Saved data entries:
== Segment start ==
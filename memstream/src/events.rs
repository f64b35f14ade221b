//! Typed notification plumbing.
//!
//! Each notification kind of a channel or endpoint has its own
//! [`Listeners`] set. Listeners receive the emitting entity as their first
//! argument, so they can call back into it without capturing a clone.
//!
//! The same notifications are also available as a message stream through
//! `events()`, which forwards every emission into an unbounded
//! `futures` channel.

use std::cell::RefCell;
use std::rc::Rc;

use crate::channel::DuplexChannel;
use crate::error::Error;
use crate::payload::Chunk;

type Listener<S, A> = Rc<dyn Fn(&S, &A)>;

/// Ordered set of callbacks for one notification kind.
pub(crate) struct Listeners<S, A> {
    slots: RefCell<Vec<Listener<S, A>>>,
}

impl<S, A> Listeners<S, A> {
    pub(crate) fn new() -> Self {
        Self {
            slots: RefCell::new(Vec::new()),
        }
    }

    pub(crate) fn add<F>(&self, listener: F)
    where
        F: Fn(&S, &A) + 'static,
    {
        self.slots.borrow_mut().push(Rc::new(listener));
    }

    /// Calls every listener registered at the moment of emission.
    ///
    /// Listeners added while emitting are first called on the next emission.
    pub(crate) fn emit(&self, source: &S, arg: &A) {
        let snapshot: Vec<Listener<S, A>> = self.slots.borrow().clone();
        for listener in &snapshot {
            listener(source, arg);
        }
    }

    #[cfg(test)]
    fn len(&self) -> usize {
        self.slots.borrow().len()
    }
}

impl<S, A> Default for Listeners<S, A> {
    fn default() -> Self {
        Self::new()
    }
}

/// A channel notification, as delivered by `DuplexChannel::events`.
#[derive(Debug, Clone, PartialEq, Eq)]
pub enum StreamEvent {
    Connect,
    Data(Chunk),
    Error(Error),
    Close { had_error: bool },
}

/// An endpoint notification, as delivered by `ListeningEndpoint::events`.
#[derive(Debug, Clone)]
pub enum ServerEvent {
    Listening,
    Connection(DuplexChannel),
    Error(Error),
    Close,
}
== Segment end ==
Look through the entries above, and wherever a line holds the string "source", copy it.

**YOUR SOLUTION**
    pub(crate) fn emit(&self, source: &S, arg: &A) {
            listener(source, arg);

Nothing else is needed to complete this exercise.